The fleet’s commander, Francisco Pelsaert, set off to find water but
ended up 3000 kms away in Java, where the Dutch East Indies Company
[VOC] headquartered its spice trade.. Pelsaert
led a smaller ship back to the wreck site where he found that 200 of the
survivors had died, mostly murdered. Reporting the trials that he
conducted, he put prime responsibility on Jeronimus Cornelisz, a 30
year-old bankrupt apothecary, whom he pictured as a mass murderer, a
libertine, a heretic and a mutineer. In
retelling the events for Batavia’s
Graveyard, Mike Dash accepts this version. Although he acknowledges
the partial nature of the documents, that evidence was extracted under
torture, and that everyone involved had reason to blame someone else, he
does not carry these caveats far into his investigation. Worse still, he
plays “now you see it, now you don’t” with such evidence as is
available. Crucial
to the fictional renderings is that Cornelisz belonged to a sect of
Rosicrucians which absolved his conscience. Dash has no evidence for
this other than Pelsaert’s abuse in the trial summaries. The
connection is alleged to be via the painter Torrentius. Dash writes that
they “knew each other well enough for Cornelisz to be described as a
disciple”. The source is not from the Netherlands the trial on the
Abrolhos when the connection was “taken for granted”. The endnotes
refer back to the Epilogue which acknowledges the absence of proof and
provides reasons why it was in Pelsaert’s interest to load Cornelisz
with devil worship.
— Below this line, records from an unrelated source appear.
//! Collection owned by this process

use super::{Collection, IndexHooks, NoIndex, Reconciled};
use crate::error::Result;
use crate::event::{ChangeEventType, FieldMask, ObjectId};
use crate::session::Transaction;
use std::collections::BTreeMap;

/// Change waiting for the next flush
#[derive(Debug, Clone, Copy, PartialEq, Eq)]
enum Pending {
    Created,
    Updated(FieldMask),
    Deleted,
}

/// Objects created and mutated locally, published as change events
pub struct LocalCollection<T, H = NoIndex> {
    collection_id: u32,
    objects: BTreeMap<ObjectId, T>,
    pending: BTreeMap<ObjectId, Pending>,
    indexed_fields: FieldMask,
    hooks: H,
}

impl<T: Reconciled> LocalCollection<T, NoIndex> {
    /// Create a new collection without secondary indexes
    pub fn new(collection_id: u32) -> Self {
        Self::with_hooks(collection_id, FieldMask::EMPTY, NoIndex)
    }
}

impl<T: Reconciled, H: IndexHooks<T>> LocalCollection<T, H> {
    /// Create a new collection whose `hooks` see changes to `indexed_fields`
    pub fn with_hooks(collection_id: u32, indexed_fields: FieldMask, hooks: H) -> Self {
        Self {
            collection_id,
            objects: BTreeMap::new(),
            pending: BTreeMap::new(),
            indexed_fields,
            hooks,
        }
    }

    pub fn hooks(&self) -> &H {
        &self.hooks
    }

    /// Add a new object. Returns false if `id` is taken.
    pub fn add_object(&mut self, id: ObjectId, object: T) -> bool {
        if self.objects.contains_key(&id) {
            return false;
        }
        self.hooks.on_insert(id, &object);
        self.objects.insert(id, object);
        // A delete still queued for this id is superseded by the create
        self.pending.insert(id, Pending::Created);
        true
    }

    /// Remove an object, returning it.
    ///
    /// An object that never reached the change log leaves no trace.
    pub fn remove_object(&mut self, id: ObjectId) -> Option<T> {
        let object = self.objects.get_mut(&id)?;
        self.hooks.on_remove(id, object);
        object.removed();
        let object = self.objects.remove(&id)?;
        match self.pending.get(&id) {
            Some(Pending::Created) => {
                self.pending.remove(&id);
            }
            _ => {
                self.pending.insert(id, Pending::Deleted);
            }
        }
        Some(object)
    }

    /// Mutate an object through `f` and mark `fields` dirty
    pub fn modify<R>(&mut self, id: ObjectId, fields: FieldMask, f: impl FnOnce(&mut T) -> R) -> Option<R> {
        let object = self.objects.get_mut(&id)?;
        let result = f(object);
        if fields.intersects(self.indexed_fields) {
            self.hooks.on_update(id, object, fields & self.indexed_fields);
        }
        self.mark_dirty(id, fields);
        Some(result)
    }

    /// Mark `fields` of an existing object for the next flush
    pub fn mark_dirty(&mut self, id: ObjectId, fields: FieldMask) {
        if fields.is_empty() || !self.objects.contains_key(&id) {
            return;
        }
        let next = match self.pending.get(&id) {
            Some(Pending::Created) => Pending::Created,
            Some(Pending::Updated(mask)) => Pending::Updated(*mask | fields),
            Some(Pending::Deleted) | None => Pending::Updated(fields),
        };
        self.pending.insert(id, next);
    }

    /// Number of objects with unflushed changes
    pub fn pending_len(&self) -> usize {
        self.pending.len()
    }

    /// Write the pending change for `id`.
    ///
    /// A new object is written in full, a modified one with its dirty fields,
    /// and an id with no object becomes a delete. An object with nothing
    /// pending is written as a full upsert.
    pub fn write_changes(&mut self, tx: &mut Transaction<'_>, id: ObjectId) -> Result<()> {
        match self.objects.get(&id) {
            None => {
                tx.write_object_event(
                    ChangeEventType::DeleteObject,
                    id,
                    self.collection_id,
                    FieldMask::EMPTY,
                    0,
                )?;
            }
            Some(object) => {
                let (kind, fields) = match self.pending.get(&id) {
                    Some(Pending::Created) => (ChangeEventType::CreateObject, FieldMask::ALL),
                    Some(Pending::Updated(mask)) => (ChangeEventType::UpdateObject, *mask),
                    Some(Pending::Deleted) | None => (ChangeEventType::UpsertObject, FieldMask::ALL),
                };
                write_object(tx, kind, self.collection_id, id, object, fields)?;
            }
        }
        self.pending.remove(&id);
        Ok(())
    }

    /// Publish every pending change in id order.
    ///
    /// Stops at the first failure; changes not yet written stay pending.
    pub fn flush(&mut self, tx: &mut Transaction<'_>) -> Result<usize> {
        let ids: Vec<ObjectId> = self.pending.keys().copied().collect();
        for id in &ids {
            self.write_changes(tx, *id)?;
        }
        if !ids.is_empty() {
            tracing::trace!(collection = self.collection_id, count = ids.len(), "flushed changes");
        }
        Ok(ids.len())
    }

    /// Publish the whole collection so a lagging mirror can rebuild itself.
    ///
    /// Every object goes out as an upsert, followed by a full reconcile
    /// listing the ids that exist.
    pub fn write_snapshot(&mut self, tx: &mut Transaction<'_>) -> Result<()> {
        for (id, object) in &self.objects {
            write_object(
                tx,
                ChangeEventType::UpsertObject,
                self.collection_id,
                *id,
                object,
                FieldMask::ALL,
            )?;
        }
        let ids: Vec<ObjectId> = self.objects.keys().copied().collect();
        tx.write_full_reconcile(self.collection_id, &ids)?;
        self.pending.clear();
        tracing::debug!(collection = self.collection_id, objects = ids.len(), "wrote snapshot");
        Ok(())
    }

    /// Tell mirrors this collection is going away
    pub fn write_shutdown(&self, tx: &mut Transaction<'_>) -> Result<()> {
        tx.write_shutdown(self.collection_id)
    }

    pub fn iter(&self) -> impl Iterator<Item = (ObjectId, &T)> {
        self.objects.iter().map(|(id, o)| (*id, o))
    }
}

fn write_object<T: Reconciled>(
    tx: &mut Transaction<'_>,
    kind: ChangeEventType,
    collection_id: u32,
    id: ObjectId,
    object: &T,
    fields: FieldMask,
) -> Result<()> {
    let data = tx.write_object_event(kind, id, collection_id, fields, object.encoded_len(fields))?;
    object.encode(fields, data);
    Ok(())
}

impl<T: Reconciled, H: IndexHooks<T>> Collection<T> for LocalCollection<T, H> {
    fn collection_id(&self) -> u32 {
        self.collection_id
    }

    fn len(&self) -> usize {
        self.objects.len()
    }

    fn get(&self, id: ObjectId) -> Option<&T> {
        self.objects.get(&id)
    }

    fn ids(&self) -> Vec<ObjectId> {
        self.objects.keys().copied().collect()
    }
}

#[cfg(test)]
mod tests {
    use super::super::testing::{Journal, Marker, LABEL, X, Y};
    use super::*;

    fn id(n: u128) -> ObjectId {
        ObjectId::from_u128(n)
    }

    fn marker(x: i32) -> Marker {
        Marker {
            x,
            ..Marker::default()
        }
    }

    #[test]
    fn test_add_and_duplicate() {
        let mut c: LocalCollection<Marker> = LocalCollection::new(7);
        assert!(c.add_object(id(1), marker(1)));
        assert!(!c.add_object(id(1), marker(2)));
        assert_eq!(c.len(), 1);
        assert_eq!(c.get(id(1)).map(|m| m.x), Some(1));
        assert_eq!(c.collection_id(), 7);
    }

    #[test]
    fn test_pending_transitions() {
        let mut c: LocalCollection<Marker> = LocalCollection::new(1);
        c.add_object(id(1), marker(1));
        c.modify(id(1), X, |m| m.x = 5);
        assert_eq!(c.pending.get(&id(1)), Some(&Pending::Created));

        c.pending.clear();
        c.modify(id(1), X, |m| m.x = 6);
        c.modify(id(1), Y, |m| m.y = 6);
        assert_eq!(c.pending.get(&id(1)), Some(&Pending::Updated(X | Y)));

        let removed = c.remove_object(id(1)).unwrap();
        assert!(removed.removed);
        assert_eq!(c.pending.get(&id(1)), Some(&Pending::Deleted));
    }

    #[test]
    fn test_remove_before_flush_leaves_nothing() {
        let mut c: LocalCollection<Marker> = LocalCollection::new(1);
        c.add_object(id(3), marker(3));
        assert!(c.remove_object(id(3)).is_some());
        assert_eq!(c.pending_len(), 0);
        assert!(c.remove_object(id(3)).is_none());
    }

    #[test]
    fn test_modify_missing() {
        let mut c: LocalCollection<Marker> = LocalCollection::new(1);
        assert!(c.modify(id(9), X, |m| m.x = 1).is_none());
        c.mark_dirty(id(9), X);
        assert_eq!(c.pending_len(), 0);
    }

    #[test]
    fn test_index_hooks() {
        let mut c = LocalCollection::with_hooks(1, LABEL, Journal::default());
        c.add_object(id(1), marker(1));
        c.modify(id(1), X, |m| m.x = 2);
        c.modify(id(1), X | LABEL, |m| m.label = 3);
        c.remove_object(id(1));

        let journal = c.hooks();
        assert_eq!(journal.inserted, vec![id(1)]);
        assert_eq!(journal.updated, vec![(id(1), LABEL)]);
        assert_eq!(journal.removed, vec![id(1)]);
    }
}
Dash has led us across the oceans on a farthing. A
comparable hand is played with the allegations of a mutiny planned
before the Batavia had been wrecked. Here, Cornelisz is second fiddle to the
ship’s skipper, Ariaen Jacobsz, who sailed to Java with Pelsaert. Dash
observes that, during the voyage, Jacobsz had “no idea he was
suspected”. When they reached Java, the VOC council charged the
skipper with negligence in allowing the company to lose its property.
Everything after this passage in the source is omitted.